» **Work to complete**
Find the line with "let amount = parse_amount(amount)?;" in the records below. Copy it and every line after it, up to and including the line with "- Period reports".

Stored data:
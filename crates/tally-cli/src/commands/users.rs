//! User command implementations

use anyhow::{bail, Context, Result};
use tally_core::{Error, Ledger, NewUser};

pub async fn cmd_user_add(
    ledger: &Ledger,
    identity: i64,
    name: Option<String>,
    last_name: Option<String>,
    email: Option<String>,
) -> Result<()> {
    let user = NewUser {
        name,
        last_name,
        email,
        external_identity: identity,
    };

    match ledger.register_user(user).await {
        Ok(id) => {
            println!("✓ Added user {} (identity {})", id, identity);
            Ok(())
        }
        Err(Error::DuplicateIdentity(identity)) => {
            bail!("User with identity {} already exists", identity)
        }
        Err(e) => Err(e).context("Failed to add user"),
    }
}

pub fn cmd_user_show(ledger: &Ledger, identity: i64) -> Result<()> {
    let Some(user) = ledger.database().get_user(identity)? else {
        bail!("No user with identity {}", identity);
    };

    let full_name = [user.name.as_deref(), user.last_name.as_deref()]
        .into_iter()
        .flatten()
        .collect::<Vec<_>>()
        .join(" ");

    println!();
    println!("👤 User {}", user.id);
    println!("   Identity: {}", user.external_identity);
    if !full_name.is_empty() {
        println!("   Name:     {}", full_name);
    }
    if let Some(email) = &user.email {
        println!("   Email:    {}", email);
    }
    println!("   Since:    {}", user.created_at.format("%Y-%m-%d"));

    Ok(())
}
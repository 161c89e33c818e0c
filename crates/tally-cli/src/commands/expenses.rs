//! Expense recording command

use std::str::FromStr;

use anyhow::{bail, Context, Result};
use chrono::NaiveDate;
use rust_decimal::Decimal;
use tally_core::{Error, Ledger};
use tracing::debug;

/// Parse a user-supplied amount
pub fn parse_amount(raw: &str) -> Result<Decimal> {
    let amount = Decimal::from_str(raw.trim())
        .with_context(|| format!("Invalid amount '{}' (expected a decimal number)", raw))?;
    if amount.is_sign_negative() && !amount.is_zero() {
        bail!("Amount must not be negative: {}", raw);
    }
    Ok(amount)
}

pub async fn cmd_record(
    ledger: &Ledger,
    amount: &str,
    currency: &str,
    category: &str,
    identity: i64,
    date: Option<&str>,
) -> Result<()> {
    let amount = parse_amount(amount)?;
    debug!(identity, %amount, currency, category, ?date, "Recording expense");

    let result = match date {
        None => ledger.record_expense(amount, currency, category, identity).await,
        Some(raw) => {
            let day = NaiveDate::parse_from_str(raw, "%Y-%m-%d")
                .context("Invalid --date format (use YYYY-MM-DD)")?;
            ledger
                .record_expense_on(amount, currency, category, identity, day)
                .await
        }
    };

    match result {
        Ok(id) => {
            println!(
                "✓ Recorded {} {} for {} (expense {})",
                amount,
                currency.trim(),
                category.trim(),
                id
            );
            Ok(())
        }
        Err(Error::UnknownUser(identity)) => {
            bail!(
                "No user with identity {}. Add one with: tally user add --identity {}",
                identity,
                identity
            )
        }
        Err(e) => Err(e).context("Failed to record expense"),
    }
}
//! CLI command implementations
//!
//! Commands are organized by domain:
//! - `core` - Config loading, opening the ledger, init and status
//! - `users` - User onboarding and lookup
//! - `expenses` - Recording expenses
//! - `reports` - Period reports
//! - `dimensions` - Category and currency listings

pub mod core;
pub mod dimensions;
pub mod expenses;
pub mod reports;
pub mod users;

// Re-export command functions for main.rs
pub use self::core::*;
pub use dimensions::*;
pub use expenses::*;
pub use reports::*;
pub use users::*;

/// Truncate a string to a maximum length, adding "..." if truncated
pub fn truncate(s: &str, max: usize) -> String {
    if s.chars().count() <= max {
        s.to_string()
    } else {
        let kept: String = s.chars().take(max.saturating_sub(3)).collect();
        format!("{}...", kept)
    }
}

» **Result for this task**
    let amount = parse_amount(amount)?;
    debug!(identity, %amount, currency, category, ?date, "Recording expense");

    let result = match date {
        None => ledger.record_expense(amount, currency, category, identity).await,
        Some(raw) => {
            let day = NaiveDate::parse_from_str(raw, "%Y-%m-%d")
                .context("Invalid --date format (use YYYY-MM-DD)")?;
            ledger
                .record_expense_on(amount, currency, category, identity, day)
                .await
        }
    };

    match result {
        Ok(id) => {
            println!(
                "✓ Recorded {} {} for {} (expense {})",
                amount,
                currency.trim(),
                category.trim(),
                id
            );
            Ok(())
        }
        Err(Error::UnknownUser(identity)) => {
            bail!(
                "No user with identity {}. Add one with: tally user add --identity {}",
                identity,
                identity
            )
        }
        Err(e) => Err(e).context("Failed to record expense"),
    }
}
//! CLI command implementations
//!
//! Commands are organized by domain:
//! - `core` - Config loading, opening the ledger, init and status
//! - `users` - User onboarding and lookup
//! - `expenses` - Recording expenses
//! - `reports` - Period reports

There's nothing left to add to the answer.